Speziell die Auseinandersetzung mit der NS-Vergangenheit nimmt ein handhabbares Maß an, ja, sie kommt mir sogar locker vor. In Fernsehberichterstattungen sehe ich demgegenüber eher verkrampfte Züge: die Reduzierung der Gegenwart auf Juden und Vertriebene, häufiges Wegsehen bei der Auseinandersetzung mit der eigenen NS-Vergangenheit, eine übersensible Reaktion, wenn ausländische Nationen auf unsere NS-Vergangenheit verweisen. Thea Dorn und Richard Wagner reduzieren das schwierige Thema Hitler auf Nebenrollen, die sie anekdotenhaft erzählen und mit ihrer spitzen Feder eine klare Standortbestimmung abgeben. Bei Mitläufern wie dem Philosophen Heidegger erheben sie mahnend ihren Zeigefinger.
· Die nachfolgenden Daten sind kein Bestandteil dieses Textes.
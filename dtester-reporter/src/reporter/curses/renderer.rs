// Copyright (c) The dtester Contributors
// SPDX-License-Identifier: MIT OR Apache-2.0

//! Differential rendering of a growing set of terminal lines.
//!
//! The screen below the point where the run started is split into two groups of lines:
//!
//! * result lines, which are permanent and only ever replaced in place;
//! * status lines, which are transient and always sit below the result lines.
//!
//! The cursor rests on the row just below the last status line between calls. Every operation
//! moves relative to that row, so the renderer works in an ordinary terminal without taking over
//! the screen, and output already scrolled off the top is never touched.

use crate::errors::{RenderError, ReportError};
use crossterm::{
    Command,
    cursor::MoveUp,
    terminal::{self, Clear, ClearType},
};
use std::{collections::HashMap, io::Write};
use tracing::debug;

/// Fallback width when the output isn't a terminal.
const DEFAULT_COLUMNS: usize = 80;

/// Cursor-movement strings used by a [`LineRenderer`].
#[derive(Clone, Debug, Eq, PartialEq)]
pub struct TermCaps {
    cursor_up: String,
    cursor_bol: String,
    cursor_down: String,
    clear_eol: String,
    columns: usize,
}

impl TermCaps {
    /// Creates capabilities from explicit strings. `cursor_up` and `cursor_down` move by exactly
    /// one row.
    pub fn new(
        cursor_up: impl Into<String>,
        cursor_bol: impl Into<String>,
        cursor_down: impl Into<String>,
        clear_eol: impl Into<String>,
        columns: usize,
    ) -> Self {
        Self {
            cursor_up: cursor_up.into(),
            cursor_bol: cursor_bol.into(),
            cursor_down: cursor_down.into(),
            clear_eol: clear_eol.into(),
            columns,
        }
    }

    /// ANSI capabilities for a terminal with the given number of columns.
    ///
    /// Moving down is done with a newline rather than a cursor-down sequence, so that adding a
    /// line at the bottom of the screen scrolls instead of overwriting the last row.
    pub fn ansi(columns: usize) -> Self {
        Self::new(
            ansi_string(MoveUp(1)),
            "\r",
            "\n",
            ansi_string(Clear(ClearType::UntilNewLine)),
            columns,
        )
    }

    /// ANSI capabilities for the terminal attached to the process, if any.
    pub fn detect() -> Self {
        let columns = match terminal::size() {
            Ok((columns, _)) if columns > 0 => usize::from(columns),
            Ok(_) => DEFAULT_COLUMNS,
            Err(error) => {
                debug!("unable to query terminal size, assuming {DEFAULT_COLUMNS} columns: {error}");
                DEFAULT_COLUMNS
            }
        };
        Self::ansi(columns)
    }

    /// Returns the width of the terminal.
    pub fn columns(&self) -> usize {
        self.columns
    }
}

fn ansi_string(command: impl Command) -> String {
    let mut out = String::new();
    command
        .write_ansi(&mut out)
        .expect("writing to a String is infallible");
    out
}

/// Keeps result and status lines on screen up to date with minimal cursor movement.
#[derive(Debug)]
pub struct LineRenderer<W> {
    caps: TermCaps,
    writer: W,
    lines: HashMap<String, String>,
    result_lines: Vec<String>,
    status_lines: Vec<String>,
}

impl<W: Write> LineRenderer<W> {
    /// Creates a renderer writing to `writer`, with the cursor at the start of an empty line.
    pub fn new(caps: TermCaps, writer: W) -> Self {
        Self {
            caps,
            writer,
            lines: HashMap::new(),
            result_lines: Vec::new(),
            status_lines: Vec::new(),
        }
    }

    /// Returns the capabilities this renderer was created with.
    pub fn caps(&self) -> &TermCaps {
        &self.caps
    }

    /// Appends a result line above the status lines.
    pub fn add_result(&mut self, id: &str, text: &str) -> Result<(), ReportError> {
        self.check_new(id)?;
        self.result_lines.push(id.to_owned());
        self.lines.insert(id.to_owned(), text.to_owned());

        let mut buf = String::new();
        self.push_up(&mut buf, self.status_lines.len());
        self.push_line(&mut buf, text);
        // The new line took the row of the first status line: move the whole group down.
        for status in &self.status_lines {
            self.push_line(&mut buf, &self.lines[status]);
        }
        self.emit(&buf)
    }

    /// Replaces the text of a result line, or appends it if it doesn't exist yet.
    pub fn update_result(&mut self, id: &str, text: &str) -> Result<(), ReportError> {
        let Some(index) = self.result_lines.iter().position(|line| line == id) else {
            debug!(id, "updating unknown result line, adding it instead");
            return self.add_result(id, text);
        };
        self.lines.insert(id.to_owned(), text.to_owned());

        let offset = self.status_lines.len() + self.result_lines.len() - index;
        let mut buf = String::new();
        self.push_up(&mut buf, offset);
        buf.push_str(&self.caps.cursor_bol);
        buf.push_str(text);
        buf.push_str(&self.caps.clear_eol);
        for _ in 0..offset {
            buf.push_str(&self.caps.cursor_down);
        }
        self.emit(&buf)
    }

    /// Appends a status line at the bottom.
    pub fn add_status(&mut self, id: &str, text: &str) -> Result<(), ReportError> {
        self.check_new(id)?;
        self.status_lines.push(id.to_owned());
        self.lines.insert(id.to_owned(), text.to_owned());

        let mut buf = String::new();
        self.push_line(&mut buf, text);
        self.emit(&buf)
    }

    /// Removes a status line, moving the status lines below it up by one row.
    ///
    /// Returns an error if no status line with this id exists.
    pub fn drop_status(&mut self, id: &str) -> Result<(), ReportError> {
        let index = self
            .status_lines
            .iter()
            .position(|line| line == id)
            .ok_or_else(|| RenderError::UnknownStatusLine { id: id.to_owned() })?;

        let offset = self.status_lines.len() - index;
        let mut buf = String::new();
        self.push_up(&mut buf, offset);
        buf.push_str(&self.caps.cursor_bol);
        buf.push_str(&self.caps.clear_eol);

        self.status_lines.remove(index);
        self.lines.remove(id);

        if index < self.status_lines.len() {
            for status in &self.status_lines[index..] {
                self.push_line(&mut buf, &self.lines[status]);
            }
            // The old last row still shows the line that moved up.
            buf.push_str(&self.caps.cursor_bol);
            buf.push_str(&self.caps.clear_eol);
        }
        self.emit(&buf)
    }

    /// Removes every status line, bottom first. Returns the ids that were removed.
    pub fn drop_all_status(&mut self) -> Result<Vec<String>, ReportError> {
        let mut dropped = Vec::with_capacity(self.status_lines.len());
        while let Some(id) = self.status_lines.last().cloned() {
            self.drop_status(&id)?;
            dropped.push(id);
        }
        Ok(dropped)
    }

    /// Returns true if a status line with this id is on screen.
    pub fn has_status(&self, id: &str) -> bool {
        self.status_lines.iter().any(|line| line == id)
    }

    /// Returns the ids of the status lines, top to bottom.
    pub fn status_ids(&self) -> &[String] {
        &self.status_lines
    }

    /// Returns the ids of the result lines, top to bottom.
    pub fn result_ids(&self) -> &[String] {
        &self.result_lines
    }

    /// Returns the current text of a line in either group.
    pub fn text(&self, id: &str) -> Option<&str> {
        self.lines.get(id).map(String::as_str)
    }

    /// Returns the underlying writer, for output below the managed lines.
    pub fn writer_mut(&mut self) -> &mut W {
        &mut self.writer
    }

    /// Consumes the renderer, returning the underlying writer.
    pub fn into_writer(self) -> W {
        self.writer
    }

    fn check_new(&self, id: &str) -> Result<(), RenderError> {
        if self.lines.contains_key(id) {
            Err(RenderError::DuplicateLine { id: id.to_owned() })
        } else {
            Ok(())
        }
    }

    fn push_up(&self, buf: &mut String, rows: usize) {
        for _ in 0..rows {
            buf.push_str(&self.caps.cursor_up);
        }
    }

    fn push_line(&self, buf: &mut String, text: &str) {
        buf.push_str(&self.caps.cursor_bol);
        buf.push_str(text);
        buf.push_str(&self.caps.clear_eol);
        buf.push_str(&self.caps.cursor_down);
    }

    fn emit(&mut self, buf: &str) -> Result<(), ReportError> {
        self.writer.write_all(buf.as_bytes())?;
        self.writer.flush()?;
        Ok(())
    }
}
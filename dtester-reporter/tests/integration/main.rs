// Copyright (c) The dtester Contributors
// SPDX-License-Identifier: MIT OR Apache-2.0

mod fixtures;
mod scenarios;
Erfrischend ist ihr Stil, dass sie nicht nur Goethe, Schiller, Kant, Hegel, Heine oder Heinrich von Kleist aus dem Schlaf zitieren können, sondern auch Zeitgeist und Aktuelles erzählen. So teilen sie die Begeisterung der Massen für den Fußball – die Fußball-Weltmeisterschaften 1954 und 2006 erhalten genauso ihren Stellenwert wie die Fußball-Bundesliga. Ebenso begeistern sie sich für Lena Meyer-Landruth nach dem gewonnenen Eurovision Contest. Der Autobahn widmen sie ein eigenes Kapitel samt den unterkühlt-elektronischen Musikklängen der Düsseldorfer Gruppe Kraftwerk. In den Krimisendungen der Tatorte sehen sie das Prinzip des Föderalismus. Ekel Alfred alias Heinz Schubert sehen sie als Sparringspartner des Spießbürgers. Über all diesen Fernseh-Helden steht Winnetou bei den Karl-May-Festspielen.

In diesem Wälzer von 560 Seiten werde ich noch lange herum blättern. Es ist eines derjenigen Bücher in der letzten Zeit, die mich am stärksten bewegt hat.